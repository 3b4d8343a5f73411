use chrono::{DateTime, NaiveDate, Utc};
use rust_decimal::Decimal;
use serde::{Deserialize, Serialize};
use sqlx::types::Json;
use sqlx::FromRow;
use std::fmt;
use std::str::FromStr;
use uuid::Uuid;

use crate::error::AppError;

/// External system a record was pulled from.
#[derive(Debug, Clone, Copy, PartialEq, Eq, Hash, Serialize, Deserialize, sqlx::Type)]
#[sqlx(type_name = "varchar")]
#[serde(rename_all = "lowercase")]
pub enum Source {
    #[sqlx(rename = "crm")]
    Crm,

    #[sqlx(rename = "erp")]
    Erp,
}

impl Source {
    pub const ALL: [Source; 2] = [Source::Crm, Source::Erp];

    pub fn as_str(&self) -> &'static str {
        match self {
            Source::Crm => "crm",
            Source::Erp => "erp",
        }
    }
}

impl fmt::Display for Source {
    fn fmt(&self, f: &mut fmt::Formatter<'_>) -> fmt::Result {
        f.write_str(self.as_str())
    }
}

impl FromStr for Source {
    type Err = AppError;

    fn from_str(s: &str) -> Result<Self, Self::Err> {
        match s.trim().to_ascii_lowercase().as_str() {
            "crm" => Ok(Source::Crm),
            "erp" => Ok(Source::Erp),
            other => Err(AppError::validation(format!("Unknown source: {}", other))),
        }
    }
}

/// Coarse risk classification of a billed account.
#[derive(Debug, Clone, Copy, PartialEq, Eq, Hash, PartialOrd, Ord, Serialize, Deserialize, sqlx::Type)]
#[sqlx(type_name = "varchar")]
pub enum AccountHealth {
    #[sqlx(rename = "good")]
    #[serde(rename = "good")]
    Good,

    #[sqlx(rename = "at-risk")]
    #[serde(rename = "at-risk")]
    AtRisk,

    #[sqlx(rename = "churning")]
    #[serde(rename = "churning")]
    Churning,
}

impl AccountHealth {
    pub fn as_str(&self) -> &'static str {
        match self {
            AccountHealth::Good => "good",
            AccountHealth::AtRisk => "at-risk",
            AccountHealth::Churning => "churning",
        }
    }
}

impl fmt::Display for AccountHealth {
    fn fmt(&self, f: &mut fmt::Formatter<'_>) -> fmt::Result {
        f.write_str(self.as_str())
    }
}

/// One settled (or partially settled) invoice in a customer's history.
#[derive(Debug, Clone, PartialEq, Serialize, Deserialize)]
pub struct PaymentRecord {
    pub invoice_number: String,
    pub amount: Decimal,
    pub due_date: NaiveDate,
    pub paid_date: Option<NaiveDate>,
}

impl PaymentRecord {
    /// Days between due date and payment, zero when paid early or unpaid.
    pub fn days_late(&self) -> i64 {
        match self.paid_date {
            Some(paid) => (paid - self.due_date).num_days().max(0),
            None => 0,
        }
    }
}

/// Customer model representing a billed account synchronized from a CRM or ERP.
///
/// Maps to the `customers` table. `(source, external_id)` is unique; rows are
/// never deleted, only deactivated.
#[derive(Debug, Clone, Serialize, Deserialize, FromRow)]
pub struct Customer {
    pub id: Uuid,

    /// Identifier of the account in its source system
    pub external_id: String,

    pub source: Source,

    pub name: String,

    pub account_health: AccountHealth,

    /// Lifetime revenue reported by the source
    pub total_revenue: Decimal,

    /// Past payments, oldest first
    pub payment_history: Json<Vec<PaymentRecord>>,

    pub is_active: bool,

    pub last_synced_at: DateTime<Utc>,

    pub created_at: DateTime<Utc>,

    pub updated_at: DateTime<Utc>,
}

impl Customer {
    /// Average days late across the recorded payment history.
    pub fn average_days_late(&self) -> Option<f64> {
        let history = &self.payment_history.0;
        if history.is_empty() {
            return None;
        }
        let total: i64 = history.iter().map(PaymentRecord::days_late).sum();
        Some(total as f64 / history.len() as f64)
    }
}

/// Canonical customer shape produced by an adapter and written by the synchronizer.
#[derive(Debug, Clone, Serialize, Deserialize)]
pub struct UpsertCustomer {
    pub external_id: String,
    pub source: Source,
    pub name: String,
    pub account_health: AccountHealth,
    pub total_revenue: Decimal,
    pub payment_history: Vec<PaymentRecord>,
    pub synced_at: DateTime<Utc>,
}

/// Query parameters for listing customers.
#[derive(Debug, Clone, Default, Serialize, Deserialize)]
pub struct CustomerFilter {
    #[serde(default)]
    pub include_inactive: bool,
    pub source: Option<Source>,
}
//! Approval workflow over recommendations.
//!
//! Decisions are the only trigger for status changes; each one is written as
//! an approval record through a conditional update so at most one decision
//! per recommendation is ever accepted.

pub mod approval;
pub mod handlers;
pub mod state_machine;
#[cfg(test)]
mod tests;

pub use approval::{ApprovalWorkflow, DecisionResult};
pub use handlers::{approvals_handler, decision_handler, execute_handler};
pub use state_machine::{RecommendationStateMachine, Transition, WorkflowEvent};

* Work item: Among the lines of the material, some contain the string "match". State how many, and nothing more.

* Reply to the task: 4